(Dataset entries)
|---|

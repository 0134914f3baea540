use rand::{
    distributions::{uniform::SampleUniform, Alphanumeric, DistString},
    prelude::*,
};
use std::{array, cell::RefCell, collections::HashSet, ops::Range};

fn array_of<T, const N: usize>(mut randomizer: impl FnMut() -> T) -> [T; N] {
    array::from_fn(|_| randomizer())
}

pub fn ten_of<T>(randomizer: impl FnMut() -> T) -> [T; 10] {
    array_of(randomizer)
}

pub fn hundred_of<T>(randomizer: impl FnMut() -> T) -> [T; 100] {
    array_of(randomizer)
}

thread_local! {
    static RNG: RefCell<ThreadRng> = RefCell::new(thread_rng());
}

pub fn int() -> i32 {
    RNG.with_borrow_mut(|rng| rng.gen())
}

pub fn string() -> String {
    RNG.with_borrow_mut(|rng| {
        let len = rng.gen_range(1..=50);
        Alphanumeric.sample_string(rng, len)
    })
}

pub fn range<T: SampleUniform + PartialOrd>(range: Range<T>) -> T {
    RNG.with_borrow_mut(|rng| rng.gen_range(range))
}

pub fn shuffle<T>(items: &mut [T]) {
    RNG.with_borrow_mut(|rng| items.shuffle(rng))
}

/// `n` distinct keys in random order.
pub fn distinct(n: usize) -> Vec<i32> {
    let mut seen = HashSet::with_capacity(n);
    let mut keys = Vec::with_capacity(n);
    while keys.len() < n {
        let key = int();
        if seen.insert(key) {
            keys.push(key);
        }
    }
    keys
}
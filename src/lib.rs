//! An ordered map with unique keys, built on a red-black tree.
//!
//! [`Map`] keeps its entries sorted by a configurable [`Compare`]
//! implementation and supports `O(log n)` lookup, insertion and removal.
//! Alongside the usual `Option`-based API it exposes checked,
//! iterator-style [`Position`]s and a borrowing [`Cursor`], whose misuse is
//! reported through [`Error`] instead of undefined behavior.

pub mod compare;
pub mod cursor;
pub mod error;
pub mod iter;
pub mod map;
mod node;
pub mod rand;
mod redblack;

#[cfg(test)]
mod test_support;

pub use compare::{ByFn, Compare, Natural, Reversed};
pub use cursor::{Cursor, Position};
pub use error::{Error, Result};
pub use map::Map;
pub use redblack::Violation;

|---|

An exact copy of every line above, start to finish, is required.

• _Finished task_
repository 0134914f3baea540
use rand::{
    distributions::{uniform::SampleUniform, Alphanumeric, DistString},
    prelude::*,
};
use std::{array, cell::RefCell, collections::HashSet, ops::Range};

fn array_of<T, const N: usize>(mut randomizer: impl FnMut() -> T) -> [T; N] {
    array::from_fn(|_| randomizer())
}

pub fn ten_of<T>(randomizer: impl FnMut() -> T) -> [T; 10] {
    array_of(randomizer)
}

pub fn hundred_of<T>(randomizer: impl FnMut() -> T) -> [T; 100] {
    array_of(randomizer)
}

thread_local! {
    static RNG: RefCell<ThreadRng> = RefCell::new(thread_rng());
}

pub fn int() -> i32 {
    RNG.with_borrow_mut(|rng| rng.gen())
}

pub fn string() -> String {
    RNG.with_borrow_mut(|rng| {
        let len = rng.gen_range(1..=50);
        Alphanumeric.sample_string(rng, len)
    })
}

pub fn range<T: SampleUniform + PartialOrd>(range: Range<T>) -> T {
    RNG.with_borrow_mut(|rng| rng.gen_range(range))
}

pub fn shuffle<T>(items: &mut [T]) {
    RNG.with_borrow_mut(|rng| items.shuffle(rng))
}

/// `n` distinct keys in random order.
pub fn distinct(n: usize) -> Vec<i32> {
    let mut seen = HashSet::with_capacity(n);
    let mut keys = Vec::with_capacity(n);
    while keys.len() < n {
        let key = int();
        if seen.insert(key) {
            keys.push(key);
        }
    }
    keys
}
filename src/lib.rs
//! An ordered map with unique keys, built on a red-black tree.
//!
//! [`Map`] keeps its entries sorted by a configurable [`Compare`]
//! implementation and supports `O(log n)` lookup, insertion and removal.
//! Alongside the usual `Option`-based API it exposes checked,
//! iterator-style [`Position`]s and a borrowing [`Cursor`], whose misuse is
//! reported through [`Error`] instead of undefined behavior.

pub mod compare;
pub mod cursor;
pub mod error;
pub mod iter;
pub mod map;
mod node;
pub mod rand;
mod redblack;

#[cfg(test)]
mod test_support;

pub use compare::{ByFn, Compare, Natural, Reversed};
pub use cursor::{Cursor, Position};
pub use error::{Error, Result};
pub use map::Map;
pub use redblack::Violation;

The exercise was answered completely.